The Department for Transport (DFT) has just announced a review of the VIC scheme, and for the current system of salvage categorisation. A consultation document has been issued that provides the figures on the number of VICs undertaken and the detection of ‘ringers’. This is great news for the UK dismantling and salvage industry. It’s your opportunity to tell Government what you think of this scheme.


In the current economic environment and with the Government keen to cut ‘red tape’ and remove useless regulation, this has got to be a prime candidate for the dustbin. The VIC scheme was established in 2003 as a means to detect and prevent vehicle ‘ringing', which was a serious problem in the 1990s. It requires all category A, B and C total loss vehicles to undergo an examination to confirm their identity before they can be returned to use on the road in the UK (even though the Code of Practice for the Handling of Motor Salvage states that category A and B vehicles should never be returned to the road). But times have moved on. Improved vehicle security technology in the last 20 years has probably contributed more to the decline in ‘ringing’ than VIC. So VIC now represents legislation that has ‘seen its day’.

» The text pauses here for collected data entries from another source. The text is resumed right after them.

use crate::{
    auth::{
        hash_password, verify_password, AuthResponse, AuthenticatedUser, LoginRequest,
        ProfileUpdate, RegisterRequest, TokenManager,
    },
    error::AppError,
    models::{User, UserRecord},
};
use actix_web::{get, post, put, web, HttpResponse, Responder};
use serde_json::json;
use sqlx::PgPool;
use uuid::Uuid;
use validator::Validate;

/// Register a new user
///
/// Creates a new user account, hashes the password, and returns the new user
/// together with a freshly issued authentication token.
#[post("/register")]
pub async fn register(
    pool: web::Data<PgPool>,
    tokens: web::Data<TokenManager>,
    register_data: web::Json<RegisterRequest>,
) -> Result<impl Responder, AppError> {
    // Validate input; every violated field rule is reported.
    register_data.validate()?;

    // Check if email already exists
    let existing_user = sqlx::query_scalar::<_, Uuid>("SELECT id FROM users WHERE email = $1")
        .bind(&register_data.email)
        .fetch_optional(&**pool)
        .await?;

    if existing_user.is_some() {
        return Err(AppError::Conflict("User already exists".into()));
    }

    // Hash password
    let password_hash = hash_password(&register_data.password)?;

    // Insert new user; the RETURNING list excludes the hash. A concurrent
    // registration of the same email can slip past the pre-check above and
    // hit the unique constraint instead, so that case is still a conflict.
    let user = sqlx::query_as::<_, User>(
        "INSERT INTO users (id, email, password_hash, first_name, last_name)
         VALUES ($1, $2, $3, $4, $5)
         RETURNING id, email, first_name, last_name, created_at, updated_at",
    )
    .bind(Uuid::new_v4())
    .bind(&register_data.email)
    .bind(&password_hash)
    .bind(&register_data.first_name)
    .bind(&register_data.last_name)
    .fetch_one(&**pool)
    .await
    .map_err(|e| AppError::on_unique_violation(e, "User already exists"))?;

    let token = tokens.issue(user.id, &user.email)?;

    Ok(HttpResponse::Created().json(AuthResponse {
        message: "User registered successfully".into(),
        token,
        user,
    }))
}

/// Login user
///
/// Authenticates a user and returns a fresh token. Unknown email and wrong
/// password produce the identical response so callers cannot probe which
/// emails are registered.
#[post("/login")]
pub async fn login(
    pool: web::Data<PgPool>,
    tokens: web::Data<TokenManager>,
    login_data: web::Json<LoginRequest>,
) -> Result<impl Responder, AppError> {
    // Validate input
    login_data.validate()?;

    let user = sqlx::query_as::<_, UserRecord>(
        "SELECT id, email, password_hash, first_name, last_name, created_at, updated_at
         FROM users WHERE email = $1",
    )
    .bind(&login_data.email)
    .fetch_optional(&**pool)
    .await?;

    let record = match user {
        Some(record) => record,
        None => return Err(AppError::Unauthorized("Invalid credentials".into())),
    };

    if !verify_password(&login_data.password, &record.password_hash)? {
        return Err(AppError::Unauthorized("Invalid credentials".into()));
    }

    let token = tokens.issue(record.id, &record.email)?;

    Ok(HttpResponse::Ok().json(AuthResponse {
        message: "Login successful".into(),
        token,
        user: record.into(),
    }))
}

/// Logout
///
/// Tokens are stateless and there is no revocation list; logout simply
/// acknowledges so clients can discard their token.
#[post("/logout")]
pub async fn logout() -> impl Responder {
    HttpResponse::Ok().json(json!({
        "message": "Logout successful"
    }))
}

/// Get the authenticated user's profile.
///
/// Returns 404 when the id from the token no longer resolves, e.g. the user
/// row was removed out-of-band after the token was issued.
#[get("/profile")]
pub async fn get_profile(
    pool: web::Data<PgPool>,
    user: AuthenticatedUser,
) -> Result<impl Responder, AppError> {
    let profile = sqlx::query_as::<_, User>(
        "SELECT id, email, first_name, last_name, created_at, updated_at
         FROM users WHERE id = $1",
    )
    .bind(user.id)
    .fetch_optional(&**pool)
    .await?;

    match profile {
        Some(profile) => Ok(HttpResponse::Ok().json(profile)),
        None => Err(AppError::NotFound("User not found".into())),
    }
}

/// Update the authenticated user's profile.
///
/// Partial update of the display name: absent fields are left untouched,
/// never nulled. Email and password cannot be changed through this surface.
#[put("/profile")]
pub async fn update_profile(
    pool: web::Data<PgPool>,
    user: AuthenticatedUser,
    update: web::Json<ProfileUpdate>,
) -> Result<impl Responder, AppError> {
    update.validate()?;

    let updated = sqlx::query_as::<_, User>(
        "UPDATE users
         SET first_name = COALESCE($1, first_name),
             last_name = COALESCE($2, last_name),
             updated_at = NOW()
         WHERE id = $3
         RETURNING id, email, first_name, last_name, created_at, updated_at",
    )
    .bind(&update.first_name)
    .bind(&update.last_name)
    .bind(user.id)
    .fetch_optional(&**pool)
    .await?;

    match updated {
        Some(updated) => Ok(HttpResponse::Ok().json(json!({
            "message": "Profile updated successfully",
            "user": updated,
        }))),
        None => Err(AppError::NotFound("User not found".into())),
    }
}
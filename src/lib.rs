#![doc = "The `taskpad` library crate."]
#![doc = ""]
#![doc = "This crate contains the business logic, domain models, authentication"]
#![doc = "mechanisms, routing configuration, and error handling for the Taskpad API."]
#![doc = "It is used by the main binary (`main.rs`) to construct and run the application."]

pub mod auth;
pub mod config;
pub mod error;
pub mod models;
pub mod routes;
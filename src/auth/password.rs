use crate::error::AppError;
use bcrypt::{hash, verify};

/// bcrypt cost factor. Fixed so every stored hash carries the same work factor.
const BCRYPT_COST: u32 = 12;

pub fn hash_password(password: &str) -> Result<String, AppError> {
    hash(password, BCRYPT_COST)
        .map_err(|e| AppError::Internal(format!("Failed to hash password: {}", e)))
}

pub fn verify_password(password: &str, hashed_password: &str) -> Result<bool, AppError> {
    verify(password, hashed_password)
        .map_err(|e| AppError::Internal(format!("Failed to verify password: {}", e)))
}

Cat C vehicles cannot initially be taxed in the normal way on-line or at the local Post Office, but only at a DVLA local office or by post. In this respect, to date there seems to have been little discussion about the consequences of the planned closure of all DVLA local offices in 2013.

DFT reveals that only 38 ‘ringers’ have been identified by the scheme since 2003 from a total of 717,000 vehicles presented for testing at a cost of £30m – that’s a whopping £790,000 for each vehicle detected! But even this doesn’t paint the full picture. DFT has been ‘selective’ with the information. The £30m only includes the cost of the test itself (which started at £36 but then increased to £41). It takes no account of the considerable costs involved in transporting the vehicles to and from the VIC test stations (which are few and far between), or the delay and inconvenience caused in waiting for a test (delays of over a month have been reported in the past). In addition to this, it is an indisputable fact that the marking the V5 devalues the vehicle. All in all, the cost of the VIC is considerably greater than £30m.

Since 2003 there have been over 2 million category C vehicles. But with only 717,000 having undergone VIC, where are the rest? No-one seems to know including the one Government department that should – DVLA. But there is growing evidence that large numbers of Cat C vehicles are scrapped illegally in the UK or travel overseas for repair or dismantling.

Should this scheme continue, with the forthcoming closures of the DVLA local offices, it would be sensible to allow cat C vehicles to be taxed at post-offices, in the same way as normal vehicles. But unless POs were able to authenticate the VIC certificates, it would not be very easy. If you are a member of the MVDA let them know what you think. If you’re not a member of the MVDA, then you really should be. The more members they have, the more representation they have with Government and the more seriously their views are taken. Get in touch with them now and do your part. MVDA led the industry back in 2002/3 in arguing against the introduction of VIC and many of the problems foreseen by the MVDA have occurred. Now you have the opportunity to change this and there seems to be an appetite in Government for change.

Anybody can reply to the consultation – whether you’re a trade organisation, large multi-national company or sole trader. Your views are important. So don’t sit on your hands. Do something now!